Sunday, June 19, 2011

Le Quattro Volte

I believe the title means Four Stories.

The scene opens with a ground full of smoking holes, reminiscent of lava or geyser vents.  The camera pans onto the small Italian village countryside and into a small spartan room where  an old man, ready to retire for the night, is mixing something in a glass of water. He is coughing  away while stirring the mixture. He drinks it and retires for the night.

He is the hero of the first of four stories; a goat herder making living delivering goat milk to locals. A sweeper of the church pays for the milk with the dirt collected from the floor which she herself has blessed. The old man drinks this dirt as a remedy to his hacking cough every night. The nightly routine is severely disrupted when he one day loses the package in the mountains while still herding. When he realizes it he runs to the church but it is too late. Nine p.m. The sleepy village is already abed. The man dies next morning.  

Next story, one of old man's goats delivers a kid. The kid is separated from the mother and the herd and freezes to death in mountains.

Third story is about how the people of this sleepy town, even during the day time,  entertain themselves by logging an extremely tall tree. They erect this tree straight up again in the middle of town square. A man scales the tree and shows off his valor when people topple it with him in it.

After the town square show, the tree is sawed off and trucked away by the people who convert the wood into the charcoal for the locals. The process of converting the wood into charcoal was quite interesting. The wood pieces are arranged in a circular shape, thatched with hay, wood sticks and old charcoal bits. Now it looks almost like an igloo, except not of snow. It is ignited from within and the center. Eventually, smoke comes through the vents. That is how the movie had started.

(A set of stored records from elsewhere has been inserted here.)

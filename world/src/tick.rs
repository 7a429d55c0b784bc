//! Per-tick simulation stages for the occupied room.

use std::time::Duration;

use mine_crawl_core::{EnemyClass, Event, Outcome, Rect, RoomId, Vec2};
use rand::Rng;
use tracing::{debug, info};

use crate::graph::{Crystal, KeyPickup};
use crate::ordnance::{self, Field};
use crate::{Enemy, World, GOLDEN_KEY};

const PLAYER_EXTENT: f32 = 20.0;
const PICKUP_RADIUS: f32 = 20.0;
const ENEMY_SPACING: f32 = 18.0;
const SPACING_EPSILON: f32 = 1e-6;
const CONTACT_PUSH: f32 = 60.0;
const CONTACT_RECOIL: f32 = 30.0;
const CONTACT_SEPARATION: f32 = 1.5;
const SCRAP_SPREAD: f32 = 40.0;
const REWARD_SPREAD: f32 = 30.0;
const BONUS_SPREAD: f32 = 48.0;
const DROP_MARGIN: f32 = 8.0;
const KEY_MARGIN: f32 = 60.0;

impl World {
    /// Advances the occupied room by `dt`, steering the player by `movement`.
    pub(crate) fn tick(&mut self, dt: Duration, movement: Vec2, out_events: &mut Vec<Event>) {
        let Some(room) = self.current else {
            return;
        };
        let Some((width, height)) = self
            .graph
            .room(room)
            .map(|hosted| (hosted.width(), hosted.height()))
        else {
            return;
        };

        self.tick_index = self.tick_index.saturating_add(1);
        out_events.push(Event::TimeAdvanced { dt });
        let seconds = dt.as_secs_f32();

        if self.offer.is_some() {
            self.ordnance.retain_mut(|piece| piece.fade(seconds));
            return;
        }

        // Doors are tested at the post-move position, so a step into a door is taken this tick.
        self.player.steer(movement, seconds, width, height);
        if self.check_doors(room, out_events) {
            return;
        }

        self.advance_ordnance(room, seconds);
        self.reap(room, out_events);

        let target = self.player.position();
        for enemy in self.rosters.enemies_mut(room) {
            enemy.advance(seconds, target, width, height);
        }
        self.separate_enemies(room);
        self.resolve_contacts(room, out_events);

        self.player.advance(seconds, width, height);
        let aim = ordnance::nearest(self.rosters.enemies(room), self.player.position())
            .map(Enemy::id);
        let orbs = self.ordnance.iter().filter(|piece| piece.is_orb()).count();
        self.player
            .fire_weapons(&self.catalog, aim, orbs, &mut self.ordnance);

        if !self.player.is_alive() {
            self.conclude(Outcome::GameOver, out_events);
            return;
        }

        self.collect_pickups(room, out_events);
        self.settle_vacancy(room, out_events);
    }

    fn check_doors(&self, room: RoomId, out_events: &mut Vec<Event>) -> bool {
        let Some(hosted) = self.graph.room(room) else {
            return false;
        };
        let bounds = Rect::centered(self.player.position(), PLAYER_EXTENT, PLAYER_EXTENT);

        for (index, door) in hosted.doors().iter().enumerate() {
            if !bounds.intersects(door.area()) {
                continue;
            }
            if door.is_locked() {
                out_events.push(Event::DoorLocked { room, index });
                continue;
            }
            debug!(room = room.get(), index, label = door.label(), "door reached");
            out_events.push(Event::DoorReached {
                room,
                index,
                door: door.clone(),
            });
            return true;
        }
        false
    }

    fn advance_ordnance(&mut self, room: RoomId, seconds: f32) {
        let mut field = Field {
            enemies: self.rosters.enemies_mut(room),
            player: self.player.position(),
            spawned: Vec::new(),
        };
        self.ordnance
            .retain_mut(|piece| piece.advance(seconds, &mut field));
        let spawned = field.spawned;
        self.ordnance.extend(spawned);
    }

    fn reap(&mut self, room: RoomId, out_events: &mut Vec<Event>) {
        for enemy in self.rosters.reap(room) {
            self.drop_rewards(room, &enemy);
            if enemy.class() == EnemyClass::Boss {
                self.drop_golden_key();
            }
            debug!(
                room = room.get(),
                enemy = enemy.id().get(),
                level = enemy.level(),
                "enemy killed"
            );
            out_events.push(Event::EnemyKilled {
                enemy: enemy.id(),
                room,
                class: enemy.class(),
                level: enemy.level(),
            });
        }
    }

    fn drop_rewards(&mut self, room: RoomId, enemy: &Enemy) {
        let Some(hosted) = self.graph.room_mut(room) else {
            return;
        };
        let origin = enemy.position();
        let level = enemy.level();
        let clear_count = hosted.clear_count();

        let scraps = self.rng.gen_range(1..=3);
        for _ in 0..scraps {
            let position =
                hosted.clamp_point(origin + jitter(&mut self.rng, SCRAP_SPREAD), DROP_MARGIN);
            hosted.crystals_mut().push(Crystal::new(position, 1));
        }

        let count = (4 * level * (1 + clear_count) / 2).max(1);
        for _ in 0..count {
            let value = (4 + 2 * level.saturating_sub(1) + self.rng.gen_range(0..=2)).max(1);
            let position = origin + jitter(&mut self.rng, REWARD_SPREAD);
            hosted.crystals_mut().push(Crystal::new(position, value));
        }
    }

    fn drop_golden_key(&mut self) {
        let Some(host) = self
            .graph
            .pick_random_non_root(&mut self.rng)
            .or(self.graph.root())
        else {
            return;
        };
        let Some(hosted) = self.graph.room_mut(host) else {
            return;
        };
        let span_x = (hosted.width() - 2.0 * KEY_MARGIN).max(0.0);
        let span_y = (hosted.height() - 2.0 * KEY_MARGIN).max(0.0);
        let position = hosted.clamp_point(
            Vec2::new(
                KEY_MARGIN + self.rng.gen::<f32>() * span_x,
                KEY_MARGIN + self.rng.gen::<f32>() * span_y,
            ),
            DROP_MARGIN,
        );
        hosted.keys_mut().push(KeyPickup::new(position, GOLDEN_KEY));
        info!(room = host.get(), "golden key dropped");
    }

    fn separate_enemies(&mut self, room: RoomId) {
        let enemies = self.rosters.enemies_mut(room);
        for first in 0..enemies.len() {
            for second in first + 1..enemies.len() {
                if !enemies[first].is_alive() || !enemies[second].is_alive() {
                    continue;
                }
                let offset = enemies[second].position() - enemies[first].position();
                let distance_sq = offset.length_squared();
                if distance_sq <= 0.0 || distance_sq >= ENEMY_SPACING * ENEMY_SPACING {
                    continue;
                }
                let distance = distance_sq.sqrt();
                let normal = offset / (distance + SPACING_EPSILON);
                let push = normal * (0.5 * (ENEMY_SPACING - distance));
                enemies[first].translate(-push);
                enemies[second].translate(push);
            }
        }
    }

    fn resolve_contacts(&mut self, room: RoomId, out_events: &mut Vec<Event>) {
        for enemy in self.rosters.enemies_mut(room) {
            if !enemy.is_alive() || !enemy.touches(self.player.position()) {
                continue;
            }

            let amount = enemy.contact_damage();
            if self.player.receive_damage(amount) {
                debug!(amount, hp = self.player.hp(), "player damaged");
                out_events.push(Event::PlayerDamaged {
                    amount,
                    hp: self.player.hp(),
                });
            }

            let mut offset = self.player.position() - enemy.position();
            if offset.length_squared() < SPACING_EPSILON {
                offset = Vec2::new(0.5, 0.5);
            }
            let normal = offset.normalize();
            let level = enemy.level() as f32;
            self.player
                .apply_knockback(normal * CONTACT_PUSH * (1.0 - 0.12 * level).max(0.0));
            enemy.apply_knockback(-normal * CONTACT_RECOIL * (1.0 - 0.08 * level).max(0.0));
            self.player.nudge(normal * CONTACT_SEPARATION);
            enemy.translate(-normal * CONTACT_SEPARATION);
        }
    }

    fn collect_pickups(&mut self, room: RoomId, out_events: &mut Vec<Event>) {
        let Some(hosted) = self.graph.room_mut(room) else {
            return;
        };
        let position = self.player.position();
        let within = |point: Vec2| point.distance_squared(position) < PICKUP_RADIUS * PICKUP_RADIUS;

        let mut gathered = Vec::new();
        hosted.crystals_mut().retain(|crystal| {
            let near = within(crystal.position());
            if near {
                gathered.push(crystal.value());
            }
            !near
        });
        let mut keys = Vec::new();
        hosted.keys_mut().retain(|key| {
            let near = within(key.position());
            if near {
                keys.push(key.id().to_owned());
            }
            !near
        });

        let before = self.player.level();
        for value in gathered {
            let xp = self.player.add_xp(value);
            out_events.push(Event::CrystalCollected { value, xp });
        }
        let after = self.player.level();
        if after > before {
            self.queue_level_ups(before, after, out_events);
        }

        for key in keys {
            if self.player.add_key(&key) {
                info!(key = %key, "key collected");
            }
            let golden = key == GOLDEN_KEY;
            out_events.push(Event::KeyCollected { key });
            if golden {
                self.unlock_exit(out_events);
            }
        }
    }

    pub(crate) fn unlock_exit(&mut self, out_events: &mut Vec<Event>) {
        let Some(root) = self.graph.root() else {
            return;
        };
        let Some(hosted) = self.graph.room_mut(root) else {
            return;
        };
        let mut unlocked = false;
        for door in hosted.doors_mut() {
            if door.is_win() && door.is_locked() {
                door.set_locked(false);
                unlocked = true;
            }
        }
        if unlocked {
            info!(room = root.get(), "exit unlocked");
            out_events.push(Event::WinDoorUnlocked { room: root });
        }
    }

    fn settle_vacancy(&mut self, room: RoomId, out_events: &mut Vec<Event>) {
        let vacant = !self.rosters.has_living(room);
        let Some(hosted) = self.graph.room_mut(room) else {
            return;
        };
        if !vacant {
            hosted.mark_occupied();
            return;
        }

        if hosted.mark_cleared() {
            let clear_count = hosted.clear_count();
            let center = hosted.center();
            for _ in 0..2 + clear_count / 2 {
                let value = 4 + self.rng.gen_range(0..=2) + clear_count;
                let position = center + jitter(&mut self.rng, BONUS_SPREAD);
                hosted.crystals_mut().push(Crystal::new(position, value));
            }
            debug!(room = room.get(), clear_count, "room cleared");
            out_events.push(Event::RoomCleared { room, clear_count });
        }

        if let Some(site) = self.encounter_site(room) {
            out_events.push(Event::RoomVacated {
                site,
                boss_present: self.rosters.has_living_boss(room),
            });
        }
    }
}

fn jitter<R: Rng + ?Sized>(rng: &mut R, spread: f32) -> Vec2 {
    Vec2::new(
        (rng.gen::<f32>() - 0.5) * spread,
        (rng.gen::<f32>() - 0.5) * spread,
    )
}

The stories are simple and human. There are absolutely no dialogues. Music is barely audible but very pleasant to ears. When there is no conversation to distract, one notices more details in the film. I could see a red ant crawling on herder's face and he was too old to shake it off his face. The Italian Town is a lazy sleepy town. The countryside is very mountainous full of mists. It is extremely beautiful and picturesque.

I remember David Lean, one of my favorite directors, once telling an interviewer that a good director pans the camera long enough for audience to keep wanting it more but not that long that they lose interest.

The photographer panned the camera long and wide. He seemed to have followed that tenet of movie making to a tee.

I adored this movie. I love the total silence. Because, to me............ silence speaks volumes.